Workspace & Memory
Your agent's workspace is where it lives. Memory is how it learns. Here's how to set both up effectively.
The Workspace
Every agent has a workspace directory — a folder on your machine where the agent can read and write files. This is the agent's home base.
Why It Matters
Without a workspace, your agent is stateless. It forgets everything between conversations. With a workspace:
- The agent can save and read files
- It maintains memory across sessions
- It can work on projects over time
- It has context about who you are and what you're working on
Setting Up a Workspace
When you create an agent, OpenClaw sets up a workspace directory. You can also use a Git repository as a workspace:
mkdir ~/Github/my-agent
cd ~/Github/my-agent
git init Then point OpenClaw to it during agent configuration.
Key Workspace Files
AGENTS.md — Session Instructions
Read by the agent at the start of every session. Think of it as the agent's morning briefing:
# AGENTS.md
## Every Session
1. Read SOUL.md — who you are
2. Read USER.md — who you're helping
3. Read today's memory file
4. Read MEMORY.md for long-term state
## Safety
- Keep private data local
- Never publish without approval USER.md — About You
Tell the agent who it's working with:
# USER.md
- **Name:** Alex
- **Timezone:** PST
- **Interests:** AI/ML, web development
- **Preferences:** Concise responses, code examples over theory This helps the agent tailor its responses to you.
SOUL.md & MEMORY.md
Covered in the Agents guide.
Memory System
OpenClaw agents have a two-tier memory system:
1. Daily Memory (memory/YYYY-MM-DD.md)
Short-term, day-by-day notes. The agent writes these automatically or you can structure them:
memory/
├── 2026-03-19.md
├── 2026-03-20.md
└── 2026-03-21.md Each file captures what happened that day — conversations, decisions, work completed.

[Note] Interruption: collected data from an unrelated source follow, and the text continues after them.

//! Tool descriptors - names, generated input schemas and argument validation.
//!
//! The input schema of a tool is generated from its params struct, so the
//! advertised shape and the deserialized shape cannot drift apart.

use std::sync::Arc;

use rmcp::handler::server::tool::schema_for_type;
use rmcp::model::JsonObject;
use schemars::JsonSchema;
use serde_json::Value;

use super::handlers::Arguments;
use super::error::{ToolError, ToolResult};
use crate::domains::ads::codec::parse_date;
use crate::domains::ads::query::DateRange;
use crate::domains::ads::types::{ChannelType, CustomerId, EntityId, EntityStatus, MatchType};

/// Semantic type of a tool parameter.
#[derive(Debug, Clone, Copy, PartialEq, Eq)]
pub enum ParamKind {
    String,
    Number,
    Integer,
    /// Account id, digits with optional dashes.
    CustomerId,
    /// Numeric entity id, as string or number.
    EntityId,
    Status,
    MatchType,
    ChannelType,
    /// `YYYY-MM-DD`.
    Date,
    /// Relative token or `start,end` pair.
    DateRange,
}

impl ParamKind {
    /// Check a JSON value against this kind.
    pub fn check(&self, value: &Value) -> Result<(), String> {
        let as_str = || {
            value
                .as_str()
                .ok_or_else(|| format!("expected a string, got {value}"))
        };

        match self {
            Self::String => as_str().map(|_| ()),
            Self::Number => {
                if value.is_number() {
                    Ok(())
                } else {
                    Err(format!("expected a number, got {value}"))
                }
            }
            Self::Integer => {
                if value.is_i64() || value.is_u64() {
                    Ok(())
                } else {
                    Err(format!("expected an integer, got {value}"))
                }
            }
            Self::CustomerId => serde_json::from_value::<CustomerId>(value.clone())
                .map(|_| ())
                .map_err(|e| e.to_string()),
            Self::EntityId => serde_json::from_value::<EntityId>(value.clone())
                .map(|_| ())
                .map_err(|e| e.to_string()),
            Self::Status => as_str()?
                .parse::<EntityStatus>()
                .map(|_| ())
                .map_err(|e| e.to_string()),
            Self::MatchType => as_str()?
                .parse::<MatchType>()
                .map(|_| ())
                .map_err(|e| e.to_string()),
            Self::ChannelType => as_str()?
                .parse::<ChannelType>()
                .map(|_| ())
                .map_err(|e| e.to_string()),
            Self::Date => parse_date(as_str()?).map(|_| ()).map_err(|e| e.to_string()),
            Self::DateRange => as_str()?
                .parse::<DateRange>()
                .map(|_| ())
                .map_err(|e| e.to_string()),
        }
    }
}

/// Semantic check and default of one input property.
///
/// The property's JSON shape, description and required flag come from the
/// params struct schema; this only adds what the schema cannot express.
#[derive(Debug, Clone, PartialEq)]
pub struct ParamSpec {
    pub name: &'static str,
    pub kind: ParamKind,
    pub default: Option<Value>,
}

impl ParamSpec {
    pub fn new(name: &'static str, kind: ParamKind) -> Self {
        Self {
            name,
            kind,
            default: None,
        }
    }

    /// Value filled in when the caller omits the parameter.
    pub fn with_default(mut self, value: impl Into<Value>) -> Self {
        self.default = Some(value.into());
        self
    }
}

/// Name, description, input schema and parameter checks of a tool.
#[derive(Debug, Clone, PartialEq)]
pub struct ToolDescriptor {
    pub name: &'static str,
    pub description: &'static str,
    pub params: Vec<ParamSpec>,
    schema: Arc<JsonObject>,
}

impl ToolDescriptor {
    /// Descriptor whose input schema is generated from the params type `P`.
    pub fn new<P: JsonSchema>(name: &'static str, description: &'static str) -> Self {
        Self {
            name,
            description,
            params: Vec::new(),
            schema: Arc::new(schema_for_type::<P>()),
        }
    }

    /// Attach a parameter check; its default is also advertised in the schema.
    pub fn param(mut self, spec: ParamSpec) -> Self {
        if let Some(default) = &spec.default {
            let schema = Arc::make_mut(&mut self.schema);
            if let Some(property) = schema
                .get_mut("properties")
                .and_then(|p| p.get_mut(spec.name))
                .and_then(Value::as_object_mut)
            {
                property.insert("default".to_string(), default.clone());
            }
        }
        self.params.push(spec);
        self
    }

    /// JSON Schema of the tool input.
    pub fn input_schema(&self) -> &JsonObject {
        &self.schema
    }

    /// Shared handle on the input schema, as MCP tool listings take it.
    pub fn shared_schema(&self) -> Arc<JsonObject> {
        Arc::clone(&self.schema)
    }

    /// Whether the schema lists `name` as required.
    pub fn is_required(&self, name: &str) -> bool {
        self.schema
            .get("required")
            .and_then(Value::as_array)
            .is_some_and(|required| required.iter().any(|r| r.as_str() == Some(name)))
    }

    /// Property names declared by the schema.
    pub fn property_names(&self) -> Vec<&str> {
        self.schema
            .get("properties")
            .and_then(Value::as_object)
            .map(|properties| properties.keys().map(String::as_str).collect())
            .unwrap_or_default()
    }

    /// Validate caller arguments and fill defaults.
    ///
    /// Missing required parameters and values failing their kind are
    /// `InvalidArguments`. `null` counts as absent. Undeclared arguments are
    /// dropped.
    pub fn validate_arguments(&self, mut arguments: Arguments) -> ToolResult<Arguments> {
        let mut normalized = Arguments::new();

        for param in &self.params {
            let value = arguments.remove(param.name).filter(|v| !v.is_null());
            match value {
                Some(value) => {
                    param.kind.check(&value).map_err(|reason| {
                        ToolError::invalid_arguments(format!("{}: {}", param.name, reason))
                    })?;
                    normalized.insert(param.name.to_string(), value);
                }
                None if self.is_required(param.name) => {
                    return Err(ToolError::invalid_arguments(format!(
                        "missing required parameter '{}'",
                        param.name
                    )));
                }
                None => {
                    if let Some(default) = &param.default {
                        normalized.insert(param.name.to_string(), default.clone());
                    }
                }
            }
        }

        Ok(normalized)
    }
}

2. Long-Term Memory (MEMORY.md)
The big picture. Active projects, preferences, important decisions. The agent reviews this every session and updates it periodically.
How Memory Search Works
When you ask about something from a past conversation, the agent searches through its memory files using semantic search. It finds relevant snippets and pulls the context it needs.
This means your agent can:
- Remember what you talked about last week
- Track project progress over time
- Recall your preferences without being reminded
Tips for Good Workspaces
- Keep it in Git. Version control means you can always recover if something goes wrong. Set up automatic backups.
- Organize with directories. Use
drafts/,projects/,references/— whatever makes sense for the agent's role. - Write good seed files. The quality of SOUL.md, USER.md, and AGENTS.md directly impacts how useful the agent is. Spend time on these.
- Let memory accumulate. The agent gets better over time as it builds context. Don't clear memory unless you have a reason to.